As Herbert Moore, his career performances for MCA Records had brought him wide attention at the dinner clubs of Manhattan. His friendship with the likes of Joan Crawford gave him the possibility to expand his professional field.
Now, Ireland quickly became the home of his heart. Reconnecting with the old Eyre family proved a thankful experience. Baron Giles Eyre’s two mansions in Eyreville, the township his family founded centuries ago, were now ruins.
Thanks to my grandmother Nelle’s conscientious contact with her long-distance relatives all through her life, however, Herbert now was a welcome guest. Charity, George and the rest of the Eyre heirs were no longer Barons with a big B. They were farmers. But they were mighty proud of their heritage, coat of arms and all. My father was a part of that heritage.
I heard the stories all through my childhood.

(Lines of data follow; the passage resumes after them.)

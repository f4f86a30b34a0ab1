use crate::helpers::{get_json_body, json_request, make_test_app, seed_user};
use axum::body::Body;
use axum::http::{Request, StatusCode};
use db::models::session::Model as SessionModel;
use db::models::user::{Model as UserModel, Role, Status};
use serde_json::json;
use tower::ServiceExt;

#[tokio::test]
async fn register_login_logout_flow() {
    let (app, state) = make_test_app().await;

    // Register
    let req = json_request(
        "POST",
        "/api/auth/register",
        None,
        json!({ "name": "Ada", "email": "Ada@Example.com", "password": "longenough" }),
    );
    let response = app.clone().oneshot(req).await.unwrap();
    assert_eq!(response.status(), StatusCode::CREATED);

    let json = get_json_body(response).await;
    assert_eq!(json["success"], true);
    assert_eq!(json["data"]["email"], "ada@example.com");
    assert_eq!(json["data"]["role"], "user");
    assert!(json["data"]["token"].as_str().is_some());
    // Registration does not open a session.
    assert_eq!(SessionModel::active_user_count(state.db()).await.unwrap(), 0);

    // Login opens a session
    let req = json_request(
        "POST",
        "/api/auth/login",
        None,
        json!({ "email": "ada@example.com", "password": "longenough" }),
    );
    let response = app.clone().oneshot(req).await.unwrap();
    assert_eq!(response.status(), StatusCode::OK);

    let json = get_json_body(response).await;
    let token = json["data"]["token"].as_str().unwrap().to_string();
    let session_id = json["data"]["session_id"].as_i64().unwrap();
    assert_eq!(SessionModel::active_user_count(state.db()).await.unwrap(), 1);

    // Logout closes it
    let req = json_request(
        "POST",
        "/api/auth/logout",
        Some(&token),
        json!({ "session_id": session_id }),
    );
    let response = app.oneshot(req).await.unwrap();
    assert_eq!(response.status(), StatusCode::OK);
    assert_eq!(SessionModel::active_user_count(state.db()).await.unwrap(), 0);
}

#[tokio::test]
async fn register_rejects_duplicate_email_and_short_password() {
    let (app, state) = make_test_app().await;
    seed_user(state.db(), "Taken", "taken@example.com", Role::User).await;

    let req = json_request(
        "POST",
        "/api/auth/register",
        None,
        json!({ "name": "Other", "email": "taken@example.com", "password": "longenough" }),
    );
    let response = app.clone().oneshot(req).await.unwrap();
    assert_eq!(response.status(), StatusCode::CONFLICT);

    let req = json_request(
        "POST",
        "/api/auth/register",
        None,
        json!({ "name": "Short", "email": "short@example.com", "password": "short" }),
    );
    let response = app.oneshot(req).await.unwrap();
    assert_eq!(response.status(), StatusCode::BAD_REQUEST);

    let json = get_json_body(response).await;
    assert_eq!(json["message"], "Password must be at least 8 characters");
}

#[tokio::test]
async fn login_rejects_wrong_password() {
    let (app, state) = make_test_app().await;
    seed_user(state.db(), "Ada", "ada@example.com", Role::User).await;

    let req = json_request(
        "POST",
        "/api/auth/login",
        None,
        json!({ "email": "ada@example.com", "password": "not-the-password" }),
    );
    let response = app.oneshot(req).await.unwrap();
    assert_eq!(response.status(), StatusCode::UNAUTHORIZED);

    let json = get_json_body(response).await;
    assert_eq!(json["message"], "Invalid email or password");
}

#[tokio::test]
async fn login_rejects_inactive_account() {
    let (app, state) = make_test_app().await;
    let (user, _) = seed_user(state.db(), "Ada", "ada@example.com", Role::User).await;
    UserModel::set_status(state.db(), user.id, Status::Inactive)
        .await
        .unwrap();

    let req = json_request(
        "POST",
        "/api/auth/login",
        None,
        json!({ "email": "ada@example.com", "password": "password123" }),
    );
    let response = app.oneshot(req).await.unwrap();
    assert_eq!(response.status(), StatusCode::FORBIDDEN);

    let json = get_json_body(response).await;
    assert_eq!(json["message"], "Account is inactive");
}

#[tokio::test]
async fn me_returns_the_token_subject() {
    let (app, state) = make_test_app().await;
    let (user, token) = seed_user(state.db(), "Ada", "ada@example.com", Role::Manager).await;

    let req = Request::builder()
        .method("GET")
        .uri("/api/auth/me")
        .header("Authorization", format!("Bearer {}", token))
        .body(Body::empty())
        .unwrap();
    let response = app.clone().oneshot(req).await.unwrap();
    assert_eq!(response.status(), StatusCode::OK);

    let json = get_json_body(response).await;
    assert_eq!(json["data"]["id"], user.id);
    assert_eq!(json["data"]["email"], "ada@example.com");
    assert_eq!(json["data"]["role"], "manager");

    // Without a token the endpoint rejects.
    let req = Request::builder()
        .method("GET")
        .uri("/api/auth/me")
        .body(Body::empty())
        .unwrap();
    let response = app.oneshot(req).await.unwrap();
    assert_eq!(response.status(), StatusCode::UNAUTHORIZED);
}

#[tokio::test]
async fn logout_of_unknown_session_is_not_found() {
    let (app, state) = make_test_app().await;
    let (_, token) = seed_user(state.db(), "Ada", "ada@example.com", Role::User).await;

    let req = json_request(
        "POST",
        "/api/auth/logout",
        Some(&token),
        json!({ "session_id": 424242 }),
    );
    let response = app.oneshot(req).await.unwrap();
    assert_eq!(response.status(), StatusCode::NOT_FOUND);
}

My father told me about his work in seven Dublin theatres, about his work in several motion pictures, including Attack Squadron, his overseas correspondence collaboration with American magazines and the countless walks through the Irish countryside with his beloved sheepdog Fred.
What really fascinated me were the ghost stories.

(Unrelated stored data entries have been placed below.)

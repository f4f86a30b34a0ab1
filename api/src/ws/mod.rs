use axum::{Router, middleware::from_fn, routing::get};
use util::state::AppState;

use crate::auth::guards::allow_authenticated;

pub mod emit;
pub mod handlers;
pub mod serve;
pub mod types;

/// Builds the `/ws` route group: a single authenticated upgrade endpoint.
pub fn ws_routes() -> Router<AppState> {
    Router::new()
        .route("/", get(serve::ws_entry))
        .route_layer(from_fn(allow_authenticated))
}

My father being a true Eyre heir, he was taken on strolls to see the old ruins. The family mansions had window shutters that banged open and shut constantly, even when there was no wind. A friend witnessed an old horse-drawn carriage disappear into a dip in the road near the ruin and never reappear again. A wagonload of revellers, dressed in elegant 19th century clothing, resided within. Were these people perhaps real ghosts haunting the village or were they only holes in the curtains of time?

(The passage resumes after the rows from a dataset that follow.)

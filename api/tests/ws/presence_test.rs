use crate::helpers::{
    connect_ws, expect_silence, get_json_body, make_test_app, next_json, seed_user, send_json,
    spawn_server,
};
use axum::body::Body;
use axum::http::{Request, StatusCode};
use db::models::session::Model as SessionModel;
use db::models::user::Role;
use serde_json::json;
use tokio_tungstenite::connect_async;
use tokio_tungstenite::tungstenite::Error;
use tokio_tungstenite::tungstenite::client::IntoClientRequest;
use tower::ServiceExt;

#[tokio::test]
async fn connection_receives_ready_with_its_id() {
    let (app, state) = make_test_app().await;
    let (_, token) = seed_user(state.db(), "Ada", "ada@test.com", Role::User).await;
    let addr = spawn_server(app).await;

    let mut ws = connect_ws(&addr, &token).await;
    let ready = next_json(&mut ws).await;

    assert_eq!(ready["type"], "ready");
    assert!(ready["connection_id"].as_u64().is_some());
    assert_eq!(state.hub().connection_count().await, 1);
}

#[tokio::test]
async fn unauthenticated_upgrade_is_rejected() {
    let (app, _state) = make_test_app().await;
    let addr = spawn_server(app).await;

    let req = format!("ws://{}/ws", addr).into_client_request().unwrap();
    match connect_async(req).await {
        Ok(_) => panic!("unauthenticated client should not connect"),
        Err(Error::Http(resp)) => assert_eq!(resp.status(), 401),
        Err(e) => panic!("unexpected error: {e:?}"),
    }
}

#[tokio::test]
async fn announce_notifies_others_and_broadcasts_stored_count() {
    let (app, state) = make_test_app().await;
    let (alice, alice_token) = seed_user(state.db(), "Alice", "alice@test.com", Role::User).await;
    let (_bob, bob_token) = seed_user(state.db(), "Bob", "bob@test.com", Role::User).await;
    SessionModel::open(state.db(), alice.id).await.unwrap();

    let addr = spawn_server(app).await;
    let mut ws_a = connect_ws(&addr, &alice_token).await;
    let mut ws_b = connect_ws(&addr, &bob_token).await;
    let _ = next_json(&mut ws_a).await; // ready
    let _ = next_json(&mut ws_b).await; // ready

    send_json(&mut ws_a, json!({ "type": "user_connected", "user_id": alice.id })).await;

    // The other connection sees the announcement, then the refreshed count.
    let frame = next_json(&mut ws_b).await;
    assert_eq!(frame["type"], "user_connected");
    assert_eq!(frame["user_id"], alice.id);
    assert!(frame["timestamp"].as_str().is_some());

    let frame = next_json(&mut ws_b).await;
    assert_eq!(frame["type"], "active_users_updated");
    assert_eq!(frame["count"], 1);

    // The announcing connection only sees the count broadcast. The count is
    // read from the session store, not from the number of live sockets.
    let frame = next_json(&mut ws_a).await;
    assert_eq!(frame["type"], "active_users_updated");
    assert_eq!(frame["count"], 1);

    assert!(state.hub().is_user_present(alice.id).await);
}

#[tokio::test]
async fn activity_relay_skips_the_originating_connection() {
    let (app, state) = make_test_app().await;
    let (alice, alice_token) = seed_user(state.db(), "Alice", "alice@test.com", Role::User).await;
    let (_bob, bob_token) = seed_user(state.db(), "Bob", "bob@test.com", Role::User).await;

    let http = app.clone();
    let addr = spawn_server(app).await;
    let mut ws_a = connect_ws(&addr, &alice_token).await;
    let mut ws_b = connect_ws(&addr, &bob_token).await;

    let ready = next_json(&mut ws_a).await;
    let conn_a = ready["connection_id"].as_u64().unwrap();
    let _ = next_json(&mut ws_b).await;

    // Alice records an activity over HTTP, naming her own socket.
    let req = Request::builder()
        .method("POST")
        .uri("/api/activities")
        .header("Content-Type", "application/json")
        .header("Authorization", format!("Bearer {}", alice_token))
        .header("X-Connection-Id", conn_a.to_string())
        .body(Body::from(
            json!({ "action": "Deployed the new build" }).to_string(),
        ))
        .unwrap();
    let response = http.oneshot(req).await.unwrap();
    assert_eq!(response.status(), StatusCode::CREATED);
    let body = get_json_body(response).await;
    assert_eq!(body["data"]["user_name"], "Alice");

    // Everyone else gets the denormalized record; the originator gets nothing.
    let frame = next_json(&mut ws_b).await;
    assert_eq!(frame["type"], "activity_created");
    assert_eq!(frame["action"], "Deployed the new build");
    assert_eq!(frame["user_id"], alice.id);
    assert_eq!(frame["user_name"], "Alice");
    assert_eq!(frame["user_email"], "alice@test.com");
    assert_eq!(frame["user_role"], "user");

    expect_silence(&mut ws_a).await;
}

#[tokio::test]
async fn explicit_departure_notifies_and_recounts() {
    let (app, state) = make_test_app().await;
    let (alice, alice_token) = seed_user(state.db(), "Alice", "alice@test.com", Role::User).await;
    let (_bob, bob_token) = seed_user(state.db(), "Bob", "bob@test.com", Role::User).await;
    let session = SessionModel::open(state.db(), alice.id).await.unwrap();

    let addr = spawn_server(app).await;
    let mut ws_a = connect_ws(&addr, &alice_token).await;
    let mut ws_b = connect_ws(&addr, &bob_token).await;
    let _ = next_json(&mut ws_a).await;
    let _ = next_json(&mut ws_b).await;

    send_json(&mut ws_a, json!({ "type": "user_connected", "user_id": alice.id })).await;
    let _ = next_json(&mut ws_b).await; // user_connected
    let _ = next_json(&mut ws_b).await; // active_users_updated
    let _ = next_json(&mut ws_a).await; // active_users_updated

    // The session closes downstream, then the client says goodbye.
    SessionModel::close(state.db(), session.id, alice.id)
        .await
        .unwrap();
    send_json(
        &mut ws_a,
        json!({ "type": "user_disconnected", "user_id": alice.id }),
    )
    .await;

    let frame = next_json(&mut ws_b).await;
    assert_eq!(frame["type"], "user_disconnected");
    assert_eq!(frame["user_id"], alice.id);

    let frame = next_json(&mut ws_b).await;
    assert_eq!(frame["type"], "active_users_updated");
    assert_eq!(frame["count"], 0);

    // The departed connection stays open and still gets count broadcasts.
    let frame = next_json(&mut ws_a).await;
    assert_eq!(frame["type"], "active_users_updated");
    assert_eq!(frame["count"], 0);
    assert!(!state.hub().is_user_present(alice.id).await);
    assert_eq!(state.hub().connection_count().await, 2);
}

#[tokio::test]
async fn abrupt_disconnect_runs_the_departure_path() {
    let (app, state) = make_test_app().await;
    let (alice, alice_token) = seed_user(state.db(), "Alice", "alice@test.com", Role::User).await;
    let (_bob, bob_token) = seed_user(state.db(), "Bob", "bob@test.com", Role::User).await;
    let session = SessionModel::open(state.db(), alice.id).await.unwrap();

    let addr = spawn_server(app).await;
    let mut ws_a = connect_ws(&addr, &alice_token).await;
    let mut ws_b = connect_ws(&addr, &bob_token).await;
    let _ = next_json(&mut ws_a).await;
    let _ = next_json(&mut ws_b).await;

    send_json(&mut ws_a, json!({ "type": "user_connected", "user_id": alice.id })).await;
    let _ = next_json(&mut ws_b).await; // user_connected
    let _ = next_json(&mut ws_b).await; // active_users_updated

    // Close the session downstream, then drop the socket without a goodbye.
    SessionModel::close(state.db(), session.id, alice.id)
        .await
        .unwrap();
    drop(ws_a);

    let frame = next_json(&mut ws_b).await;
    assert_eq!(frame["type"], "user_disconnected");
    assert_eq!(frame["user_id"], alice.id);

    let frame = next_json(&mut ws_b).await;
    assert_eq!(frame["type"], "active_users_updated");
    assert_eq!(frame["count"], 0);

    // The registry retains nothing for the dead connection.
    assert_eq!(state.hub().connection_count().await, 1);
    assert!(!state.hub().is_user_present(alice.id).await);
}

#[tokio::test]
async fn malformed_announce_is_ignored() {
    let (app, state) = make_test_app().await;
    let (_, alice_token) = seed_user(state.db(), "Alice", "alice@test.com", Role::User).await;
    let (_, bob_token) = seed_user(state.db(), "Bob", "bob@test.com", Role::User).await;

    let addr = spawn_server(app).await;
    let mut ws_a = connect_ws(&addr, &alice_token).await;
    let mut ws_b = connect_ws(&addr, &bob_token).await;
    let _ = next_json(&mut ws_a).await;
    let _ = next_json(&mut ws_b).await;

    // Missing user_id and outright garbage both get dropped.
    send_json(&mut ws_a, json!({ "type": "user_connected" })).await;
    send_json(&mut ws_a, json!({ "type": "made_up_event", "x": 1 })).await;
    expect_silence(&mut ws_b).await;

    // The connection stays usable and unauthenticated.
    send_json(&mut ws_a, json!({ "type": "ping" })).await;
    let frame = next_json(&mut ws_a).await;
    assert_eq!(frame["type"], "pong");
}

Herbert lived on the west of Ireland in between acting jobs. Changing address, a couple of months on one of Dublin’s many theatrical stages and then a month with his relatives, proved an exhilarating experience. Ireland’s fantastic nature on the west coast gave him a fulfillment Dublin lacked. The relatively inexperienced spectral viewer saw an old lady lurking around the corners of the family house one day. She disappeared behind a corner and was never seen again. No matter how hard he searched, the woman was never found again.
The Eyres told him that he had just seen a ghost.
Of course, the canines of the house were no strangers to a sixth sense, either.
When the grandfather of the house died, the resident Cocker Spaniel positioned himself in front of the bedroom door and howled.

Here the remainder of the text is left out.